Blagojevich proposes higher fees, tax increases
April 7, 2003
SPRINGFIELD — Facing a $5 billion deficit, Gov. Rod Blagojevich today proposed a smaller budget balanced with a patchwork of spending cuts, higher taxes and fees and short-term fixes that include selling the state’s Chicago headquarters.
Blagojevich, a Democrat who campaigned last year on a promise not to raise taxes, postponed his budget address by two months in the face of what he calls the state’s worst-ever fiscal crisis.
Now he will try to persuade fellow Democrats who control the Legislature to go along with a $52.4 billion spending plan that is actually smaller than last year’s budget by $345 million and includes painful choices following years of big spending under former Republican Gov. George Ryan.
Prisons that are ready to open would stand empty for another year. University budgets would be cut at least $112 million. Construction of new state buildings would practically halt. Thousands of employees would miss out on raises and pay more to their retirement funds. Many jobs emptied by early retirement would go unfilled, but there would be no layoffs.
Education would see a 3.1 percent increase in state aid, and schools would be guaranteed $250 more to spend on each student. A shuttered prison would reopen as a drug-treatment center. The government would provide health insurance for an additional 20,000 poor children and 65,000 adults.
“I see this budget as an opportunity,” Blagojevich said in the prepared text of his address to the Legislature. “An opportunity to bring about the fundamental changes that the people of Illinois demanded last November. An opportunity to shake up a system in desperate need of reform.”
He warned lawmakers that he would veto any budget that raises income or sales taxes or cuts spending on elementary and secondary education, health care or public safety.
Blagojevich’s speech included a litany of agencies facing cuts, from the Department on Aging to the Illinois Arts Council. “This is a budget where we’ve made difficult choices,” he said.
After taking office Blagojevich began stressing that he would not raise “general taxes” — the income and sales tax.
His budget proposal keeps general taxes in check. But it would end several sales tax exemptions — on out-of-state natural gas, for instance, or airplanes — and would keep the state inheritance tax although the federal version is being phased out.
He also wants to raise taxes on riverboat casinos. Among the increases: a 70 percent tax on all their revenues above $250 million, up from the current maximum of 50 percent.
Businesses would pay about $350 million more in higher fees for everything from liquor licenses to filing annual reports with the state.
Hundreds of special government funds would be charged fees to cover administrative services, such as accounting, now paid for by general tax revenue. Tapping into the money sitting in these funds would bring in $330 million a year.
Blagojevich proposes selling some state property — including the government’s Chicago headquarters, the James R. Thompson Center. The state would lease the building back for 20 years, owning it again outright at the end of the lease.
The administration expects to get $200 million immediately through the sale, paying $300 million over the life of the lease.

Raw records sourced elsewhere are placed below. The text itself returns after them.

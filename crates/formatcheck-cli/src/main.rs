use std::process;

fn main() {
    match formatcheck_cli::run() {
        Ok(code) => process::exit(code),
        Err(err) => {
            eprintln!("formatcheck error: {err:#}");
            process::exit(2);
        }
    }
}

Word of the possible sale leaked out before Blagojevich’s budget speech, and lawmakers immediately criticized the idea. It “smacks … of being desperate,” said Sen. Donne Trotter, the Senate Democrats’ chief budget negotiator.
That is far from the only contentious proposal in the governor’s plan.
Casinos and their army of lobbyists are likely to oppose the tax increases — or at least demand permission to expand as a trade-off.
Each special interest group with its own special fund could fight efforts to charge for the state’s administrative costs.
Business groups may fight the idea of ending sales tax exemptions or increasing business fees.
And some lawmakers are likely to argue that Blagojevich’s plan depends too much on one-time revenues and not enough on permanent cuts, making another deficit likely next year.
“You’re essentially deferring decisions,” said Sen. Steve Rauschenberger, chief budget negotiator for the Senate Republican caucus. “It wouldn’t be the way I’d construct the budget for the future.”
The one-time sources of cash include selling property, a $1.9 billion borrowing plan to come up with money for state pension systems and $350 million from selling a casino license now tied up in court battles.
Blagojevich’s budget director, John Filan, acknowledged the budget proposal does not solve all the state’s long-term problems. He said they will work on more permanent solutions during the coming year.
But the administration pointed to changes that it says amount to fundamental reforms — consolidating purchasing duties to save $91 million, for instance, and combining all agencies’ legal and auditing work to save $44.5 million.
The state’s financial problems have been mounting for several years, a result of climbing expenses — especially for medical care — and revenues dropping sharply after the stock market bubble burst.
Lawmakers and Ryan fought the problem last year by cutting spending in some areas and raising taxes on cigarettes and casinos.